Many people think denial of service (DoS) attacks only happen to company websites and their servers.

DoS attacks occur when hackers send endless traffic to one source, which causes it to crash. Github was recently a victim of this.

But DoS attacks are not merely relegated to websites. In fact, researchers have proven it’s possible to attack iOS devices, crashing either individual apps or entire mobile phones.

Mobile security firm Skycure unveiled its latest research at the RSA security conference in San Francisco on Tuesday. The firm showed how attackers can create malicious Wi-Fi networks to crash mobile devices with incredible accuracy.

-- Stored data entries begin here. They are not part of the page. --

use serde::{Deserialize, Serialize};
use std::fmt;

/// Unix timestamp (seconds, UTC).
pub type Timestamp = i64;

// ── RelationshipStatus ───────────────────────────────────────────────────────

/// Lifecycle state of a care relationship. `Terminated` is a one-way door —
/// no variant ever transitions out of it.
#[derive(Clone, Copy, Debug, PartialEq, Eq, Serialize, Deserialize)]
#[serde(rename_all = "snake_case")]
pub enum RelationshipStatus {
    Pending,
    Active,
    Suspended,
    Terminated,
}

impl fmt::Display for RelationshipStatus {
    fn fmt(&self, f: &mut fmt::Formatter<'_>) -> fmt::Result {
        let s = match self {
            Self::Pending => "pending",
            Self::Active => "active",
            Self::Suspended => "suspended",
            Self::Terminated => "terminated",
        };
        write!(f, "{s}")
    }
}

// ── Relationship ─────────────────────────────────────────────────────────────

/// A consented care relationship between a patient agent and a provider,
/// established by a completed handshake.
#[derive(Clone, Debug, Serialize, Deserialize)]
pub struct Relationship {
    pub relationship_id: String,
    pub patient_agent_id: String,
    pub provider_npi: String,
    pub status: RelationshipStatus,
    pub consented_actions: Vec<String>,
    /// Base64url-encoded 32-byte Ed25519 public key.
    pub patient_public_key: String,
    pub created_at: Timestamp,
    pub updated_at: Timestamp,
}

impl Relationship {
    pub fn new(
        patient_agent_id: String,
        provider_npi: String,
        consented_actions: Vec<String>,
        patient_public_key: String,
        now: Timestamp,
    ) -> Self {
        Self {
            relationship_id: uuid::Uuid::new_v4().to_string(),
            patient_agent_id,
            provider_npi,
            status: RelationshipStatus::Active,
            consented_actions,
            patient_public_key,
            created_at: now,
            updated_at: now,
        }
    }
}

/// Redacted projection of `Relationship` for the observability/admin query
/// surface (spec §6): everything but `patient_public_key`, which must never
/// leave the store through `list`/`get_by_id`.
#[derive(Clone, Debug, Serialize, Deserialize)]
pub struct RelationshipView {
    pub relationship_id: String,
    pub patient_agent_id: String,
    pub provider_npi: String,
    pub status: RelationshipStatus,
    pub consented_actions: Vec<String>,
    pub created_at: Timestamp,
    pub updated_at: Timestamp,
}

impl From<&Relationship> for RelationshipView {
    fn from(rel: &Relationship) -> Self {
        Self {
            relationship_id: rel.relationship_id.clone(),
            patient_agent_id: rel.patient_agent_id.clone(),
            provider_npi: rel.provider_npi.clone(),
            status: rel.status,
            consented_actions: rel.consented_actions.clone(),
            created_at: rel.created_at,
            updated_at: rel.updated_at,
        }
    }
}

// ── TerminationRecord ────────────────────────────────────────────────────────

#[derive(Clone, Debug, Serialize, Deserialize)]
pub struct TerminationRecord {
    pub termination_id: String,
    pub relationship_id: String,
    pub provider_npi: String,
    pub reason: String,
    pub terminated_at: Timestamp,
    pub audit_entry_sequence: u64,
}

// ── AuditCategory ────────────────────────────────────────────────────────────

#[derive(Clone, Copy, Debug, PartialEq, Eq, Serialize, Deserialize)]
#[serde(rename_all = "snake_case")]
pub enum AuditCategory {
    Registration,
    Connection,
    Consent,
    ApiAccess,
    Admin,
    Termination,
    Sync,
}

// ── AuditEntry ───────────────────────────────────────────────────────────────

/// One hash-chained record in the append-only audit log. `hash` commits to
/// every other field via the canonical-JSON encoding in `neuron-crypto`.
#[derive(Clone, Debug, Serialize, Deserialize)]
pub struct AuditEntry {
    pub sequence: u64,
    pub timestamp: Timestamp,
    pub category: AuditCategory,
    pub action: String,
    #[serde(skip_serializing_if = "Option::is_none")]
    pub actor: Option<String>,
    #[serde(skip_serializing_if = "Option::is_none")]
    pub details: Option<serde_json::Value>,
    pub prev_hash: String,
    pub hash: String,
}

/// The genesis `prev_hash` value used by the first entry in a fresh log:
/// 64 ASCII zeros.
pub fn genesis_hash() -> String {
    "0".repeat(64)
}

// ── RegistrationStatus / AxonReachability ───────────────────────────────────

#[derive(Clone, Copy, Debug, PartialEq, Eq, Serialize, Deserialize)]
#[serde(rename_all = "snake_case")]
pub enum RegistrationStatus {
    Unregistered,
    Pending,
    Registered,
    Suspended,
}

/// Reachability as observed by the heartbeat loop, published to the
/// organization status snapshot (spec.md §6).
#[derive(Clone, Copy, Debug, PartialEq, Eq, Serialize, Deserialize)]
#[serde(rename_all = "snake_case")]
pub enum AxonReachability {
    Healthy,
    Degraded,
}

/// A single provider sub-record tracked inside `RegistrationState`.
#[derive(Clone, Debug, Serialize, Deserialize)]
pub struct ProviderRegistration {
    pub provider_npi: String,
    pub axon_provider_id: Option<String>,
}

/// Single persisted row describing this organization's Axon enrollment.
#[derive(Clone, Debug, Serialize, Deserialize)]
pub struct RegistrationState {
    pub organization_npi: String,
    pub organization_name: String,
    pub organization_type: String,
    pub registry_url: String,
    pub endpoint_url: String,
    pub registration_id: Option<String>,
    pub bearer_token: Option<String>,
    pub status: RegistrationStatus,
    pub providers: Vec<ProviderRegistration>,
    pub created_at: Timestamp,
    pub updated_at: Timestamp,
}

// ── Handshake-scoped types ───────────────────────────────────────────────────

/// The handshake-init data captured when a challenge nonce is issued, held
/// only in memory for the challenge TTL. Carries the original consent
/// token so the challenge-response stage can re-verify it fresh, with no
/// cached trust from the initial check (spec §4.6).
#[derive(Clone, Debug)]
pub struct HandshakeInit {
    pub patient_agent_id: String,
    pub provider_npi: String,
    pub patient_public_key: String,
    pub consent_token_payload: String,
    pub consent_token_signature: String,
}

#[derive(Clone, Debug)]
pub struct PendingChallenge {
    pub init: HandshakeInit,
    pub expires_at: std::time::Instant,
}

#[derive(Clone, Copy, Debug, PartialEq, Eq)]
pub enum SessionStatus {
    Pending,
    Authenticating,
    Challenged,
    Completing,
    Closed,
}

#[derive(Clone, Debug)]
pub struct HandshakeSession {
    pub session_id: String,
    pub patient_agent_id: Option<String>,
    pub status: SessionStatus,
    pub started_at: Timestamp,
}

#[cfg(test)]
mod tests {
    use super::*;

    #[test]
    fn genesis_hash_is_64_chars() {
        assert_eq!(genesis_hash().len(), 64);
        assert!(genesis_hash().chars().all(|c| c == '0'));
    }

    #[test]
    fn relationship_new_defaults_to_active() {
        let r = Relationship::new(
            "patient-1".into(),
            "1234567893".into(),
            vec!["read_records".into()],
            "abc".into(),
            1_700_000_000,
        );
        assert_eq!(r.status, RelationshipStatus::Active);
        assert_eq!(r.created_at, r.updated_at);
    }
}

Skycure’s CEO Adi Sharabani told Business Insider most people think of app crashes as fleeting technical issues than cyber attacks.

“When people see a crash, they think of it from the perspective of a bug,” he said.

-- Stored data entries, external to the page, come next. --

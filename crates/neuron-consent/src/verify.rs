//! Stateless Ed25519 consent-token verifier (C3).
//!
//! Order of operations is semantically significant (spec §4.3): signature
//! check first, then JSON parse, then required-claims shape check, then
//! expiry. The component caches nothing between calls — every `verify_*`
//! call is independent and safe to re-invoke on every connection.

use neuron_core::error::NeuronError;
use serde::{Deserialize, Serialize};

/// The claims carried by a consent token, verbatim per spec §3/Glossary.
/// `consented_actions` is opaque scope data — this crate never interprets
/// it, only validates its shape (an array of strings) and carries it
/// through.
#[derive(Clone, Debug, Serialize, Deserialize, PartialEq, Eq)]
pub struct ConsentClaims {
    pub patient_agent_id: String,
    pub provider_npi: String,
    pub consented_actions: Vec<String>,
    pub iat: i64,
    pub exp: i64,
}

/// Verify a consent token: Ed25519 signature over `payload` using
/// `public_key_b64`, then parse and validate `payload` as JSON claims, then
/// check expiry against the current wall clock.
///
/// `now_unix` is injected so callers (and this crate's own tests) can pin
/// time deterministically; `neuron-handshake` passes `chrono::Utc::now()`.
pub fn verify_consent_token(
    payload: &str,
    signature_b64: &str,
    public_key_b64: &str,
    now_unix: i64,
) -> Result<ConsentClaims, NeuronError> {
    // 1. Ed25519 signature check — the primitive itself is pre-hashed, no
    //    external digest is applied before the call.
    neuron_crypto::verify_signature(public_key_b64, payload.as_bytes(), signature_b64)
        .map_err(|_| NeuronError::InvalidSignature)?;

    // 2. JSON parse of the payload.
    let value: serde_json::Value = serde_json::from_str(payload)
        .map_err(|e| NeuronError::MalformedToken(format!("payload is not valid JSON: {e}")))?;

    // 3. Required claims present with correct shapes.
    let claims: ConsentClaims = serde_json::from_value(value)
        .map_err(|e| NeuronError::MalformedToken(format!("missing or malformed claim: {e}")))?;

    // 4. Expiry.
    if now_unix >= claims.exp {
        return Err(NeuronError::ConsentExpired);
    }

    Ok(claims)
}

#[cfg(test)]
mod tests {
    use super::*;
    use neuron_crypto::NeuronSigner;

    fn payload(patient: &str, npi: &str, iat: i64, exp: i64) -> String {
        serde_json::json!({
            "patient_agent_id": patient,
            "provider_npi": npi,
            "consented_actions": ["office_visit", "lab_results"],
            "iat": iat,
            "exp": exp,
        })
        .to_string()
    }

    #[test]
    fn valid_token_round_trips() {
        let signer = NeuronSigner::generate();
        let body = payload("patient-001", "1234567893", 1_700_000_000, 1_700_003_600);
        let sig = signer.sign(body.as_bytes());

        let claims =
            verify_consent_token(&body, &sig, &signer.public_key_b64, 1_700_000_500).unwrap();
        assert_eq!(claims.patient_agent_id, "patient-001");
        assert_eq!(claims.provider_npi, "1234567893");
        assert_eq!(claims.consented_actions, vec!["office_visit", "lab_results"]);
    }

    #[test]
    fn tampered_signature_is_rejected() {
        let signer = NeuronSigner::generate();
        let other = NeuronSigner::generate();
        let body = payload("patient-001", "1234567893", 1_700_000_000, 1_700_003_600);
        // Signed by `other`, presented against `signer`'s public key.
        let sig = other.sign(body.as_bytes());

        let err = verify_consent_token(&body, &sig, &signer.public_key_b64, 1_700_000_500)
            .unwrap_err();
        assert!(matches!(err, NeuronError::InvalidSignature));
    }

    #[test]
    fn expired_token_is_rejected() {
        let signer = NeuronSigner::generate();
        let body = payload("patient-001", "1234567893", 1_700_000_000, 1_700_003_600);
        let sig = signer.sign(body.as_bytes());

        // now_unix == exp is already expired ("now_unix() < exp" is the rule).
        let err =
            verify_consent_token(&body, &sig, &signer.public_key_b64, 1_700_003_600).unwrap_err();
        assert!(matches!(err, NeuronError::ConsentExpired));
    }

    #[test]
    fn missing_claim_is_malformed() {
        let signer = NeuronSigner::generate();
        let body = serde_json::json!({
            "patient_agent_id": "patient-001",
            "provider_npi": "1234567893",
            // consented_actions, iat, exp all missing.
        })
        .to_string();
        let sig = signer.sign(body.as_bytes());

        let err = verify_consent_token(&body, &sig, &signer.public_key_b64, 0).unwrap_err();
        assert!(matches!(err, NeuronError::MalformedToken(_)));
    }

    #[test]
    fn no_hidden_state_between_calls() {
        let signer = NeuronSigner::generate();
        let body = payload("patient-001", "1234567893", 1_700_000_000, 1_700_003_600);
        let sig = signer.sign(body.as_bytes());

        let first = verify_consent_token(&body, &sig, &signer.public_key_b64, 1_700_000_500);
        let second = verify_consent_token(&body, &sig, &signer.public_key_b64, 1_700_000_500);
        assert_eq!(first.unwrap(), second.unwrap());
    }
}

But his company decided to research crashes from an offensive perspective: Is it possible to set up a program that, when deployed, can crash a phone? It turns out — at least for iOS devices — it is.

All the hacker has to do is create a wireless network for phones to join. Once the device is linked up to the network, the attacker can launch a script which can cause the phone to crash.

At the heart of this research is an older problem with iOS devices, dubbed WiFiGate. In 2013, Skycure proved it is possible for attackers to create a network and have mobile devices automatically join it, as long as the phone has already connected to another Wifi with the same name (for example, “Free Public WiFi”).

Putting these two facts together, Sharabani explained that large targeted attacks could happen in highly populated areas. For instance, someone could go to Times Square and make a network called “AT&T Wi-Fi” and thousands of phones would automatically be connected. Then the attackers could easily shut down all of these phones by launching a DoS attack script.

In some cases, Skycure was able to cause a phone to constantly reboot then crash again, reverting it back to the useless piece of metal it once was.

“There’s nothing you can do to avoid [this type of] attack,” said the CEO.

Skycure’s blog explains that it’s best to avoid the free networks people find in the street providing public internet access.

Skycure has contacted Apple about this issue, but it’s not clear whether it has issued a complete fix or not.